One's personality and of course, life circumstance, will influence what a discipline looks like in your life. When the kids were little, I lived my life around their nearly constant demands and needs, through day and night. I didn't get up early to meditate or read the Bible, or get up early period. Sleep was the priority.
It took all the discipline I could muster to simply keep everyone fed and the house reasonably clean, and to respond lovingly to the many needs. I love my children but responding in a way that expressed that love to them did not come easily, it was a spiritual discipline. During those full days, with very little time quiet time to myself, my frequent (and often tearful talks) with Damien were like an Examen of sorts.
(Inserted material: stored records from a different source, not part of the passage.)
/// Whether the dispatch loop keeps going after an instruction.
enum Flow {
    Continue,
    Halt,
}

/// The bytecode VM.
pub struct Vm {
    /// Value stack.
    pub stack: Vec<Value>,
    /// Call frame stack. The last frame is the open one.
    pub frames: Vec<CallFrame>,
    /// Global variables.
    pub globals: Table,
    /// Head of the open-upvalue list, ordered by descending stack slot.
    pub open_upvalues: Option<ObjPtr>,
    pub heap: Heap,
    pub hosts: HostRegistry,
    pub config: VmConfig,
    /// Output buffer for print statements when `capture_output` is set.
    pub output: Vec<String>,
}
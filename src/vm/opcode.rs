//! Bytecode opcodes.
//!
//! Each instruction is one opcode byte followed by its operands. Multi-byte
//! operands are big-endian. Jump offsets are unsigned and measured from the
//! byte after the operand.

/// A single bytecode instruction.
#[derive(Debug, Clone, Copy, PartialEq, Eq)]
#[repr(u8)]
pub enum Op {
    // --- Constants & Literals ---
    /// `u16` constant index. Push a number constant.
    Constant = 0,
    /// `u16` string-table offset. Allocate and push a string.
    String,
    /// `u16` function index. Push a function object.
    Function,
    Nil,
    True,
    False,

    // --- Stack manipulation ---
    Pop,

    // --- Variables ---
    /// `u16` slot relative to the frame base.
    GetLocal,
    SetLocal,
    /// `u16` string-table offset of the name.
    GetGlobal,
    DefineGlobal,
    SetGlobal,
    /// `u16` index into the running closure's upvalues.
    GetUpvalue,
    SetUpvalue,

    // --- Objects ---
    /// `u16` string-table offset of the property name.
    GetProperty,
    SetProperty,
    /// `u16` method name. Pops the superclass, binds the method to `this`.
    GetSuper,

    // --- Comparison ---
    Equal,
    Greater,
    Less,

    // --- Arithmetic ---
    Add,
    Subtract,
    Multiply,
    Divide,
    Not,
    Negate,

    Print,

    // --- Control flow ---
    /// `u16` forward offset.
    Jump,
    /// `u16` forward offset. Leaves the condition on the stack.
    JumpIfFalse,
    /// `u16` backward offset.
    Loop,

    // --- Functions ---
    /// `u8` argument count.
    Call,
    /// `u16` method name, `u8` argument count.
    Invoke,
    /// `u16` method name, `u8` argument count. Pops the superclass first.
    SuperInvoke,
    /// `u16` upvalue count, then per upvalue `u8` is-local and `u16` index.
    /// Pops a function object and pushes a closure over it.
    Closure,
    CloseUpvalue,
    Return,

    // --- Classes ---
    /// `u16` class name.
    Class,
    /// Copies the superclass's methods into the subclass and pops the subclass.
    Inherit,
    /// `u16` method name. Binds the closure on top to the class below it.
    Method,
}

impl Op {
    pub const ALL: [Op; 39] = [
        Op::Constant,
        Op::String,
        Op::Function,
        Op::Nil,
        Op::True,
        Op::False,
        Op::Pop,
        Op::GetLocal,
        Op::SetLocal,
        Op::GetGlobal,
        Op::DefineGlobal,
        Op::SetGlobal,
        Op::GetUpvalue,
        Op::SetUpvalue,
        Op::GetProperty,
        Op::SetProperty,
        Op::GetSuper,
        Op::Equal,
        Op::Greater,
        Op::Less,
        Op::Add,
        Op::Subtract,
        Op::Multiply,
        Op::Divide,
        Op::Not,
        Op::Negate,
        Op::Print,
        Op::Jump,
        Op::JumpIfFalse,
        Op::Loop,
        Op::Call,
        Op::Invoke,
        Op::SuperInvoke,
        Op::Closure,
        Op::CloseUpvalue,
        Op::Return,
        Op::Class,
        Op::Inherit,
        Op::Method,
    ];

    /// Mnemonic used by the disassembler.
    pub fn name(self) -> &'static str {
        match self {
            Op::Constant => "CONSTANT",
            Op::String => "STRING",
            Op::Function => "FUNCTION",
            Op::Nil => "NIL",
            Op::True => "TRUE",
            Op::False => "FALSE",
            Op::Pop => "POP",
            Op::GetLocal => "GET_LOCAL",
            Op::SetLocal => "SET_LOCAL",
            Op::GetGlobal => "GET_GLOBAL",
            Op::DefineGlobal => "DEFINE_GLOBAL",
            Op::SetGlobal => "SET_GLOBAL",
            Op::GetUpvalue => "GET_UPVALUE",
            Op::SetUpvalue => "SET_UPVALUE",
            Op::GetProperty => "GET_PROPERTY",
            Op::SetProperty => "SET_PROPERTY",
            Op::GetSuper => "GET_SUPER",
            Op::Equal => "EQUAL",
            Op::Greater => "GREATER",
            Op::Less => "LESS",
            Op::Add => "ADD",
            Op::Subtract => "SUBTRACT",
            Op::Multiply => "MULTIPLY",
            Op::Divide => "DIVIDE",
            Op::Not => "NOT",
            Op::Negate => "NEGATE",
            Op::Print => "PRINT",
            Op::Jump => "JUMP",
            Op::JumpIfFalse => "JUMP_IF_FALSE",
            Op::Loop => "LOOP",
            Op::Call => "CALL",
            Op::Invoke => "INVOKE",
            Op::SuperInvoke => "SUPER_INVOKE",
            Op::Closure => "CLOSURE",
            Op::CloseUpvalue => "CLOSE_UPVALUE",
            Op::Return => "RETURN",
            Op::Class => "CLASS",
            Op::Inherit => "INHERIT",
            Op::Method => "METHOD",
        }
    }
}

impl From<Op> for u8 {
    fn from(op: Op) -> u8 {
        op as u8
    }
}

impl TryFrom<u8> for Op {
    type Error = u8;

    fn try_from(byte: u8) -> Result<Self, Self::Error> {
        Op::ALL.get(byte as usize).copied().ok_or(byte)
    }
}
A joyful life is a disciplined life. You can be highly disciplined and not be joyful. Discipline does not equal joy. But a necessary element of a joyful life is discipline because every thing worth doing takes discipline. Sometimes the discipline is to show up, other times it is to simply carry on, and sometimes the discipline is to stop.
Stop and rest. Stop and shift focus. Stop and pay attention.
Inspiration is golden, isn't it? We love visions that shimmer - the idea to write the book, go on an adventure, create a product, start a family, lose ten pounds, build a house, move to the city or the country, get married, earn income through blogging. If inspiration appears to us like a diamond, sparkly and beautiful, then discipline is the high temperature and intense pressure that will actually produce that diamond.
You don't get the gem - supper on the table, a close-knit family, regular down time, a calmer mind, spiritual growth (insert your gem here) - without going through the discipline to achieve it.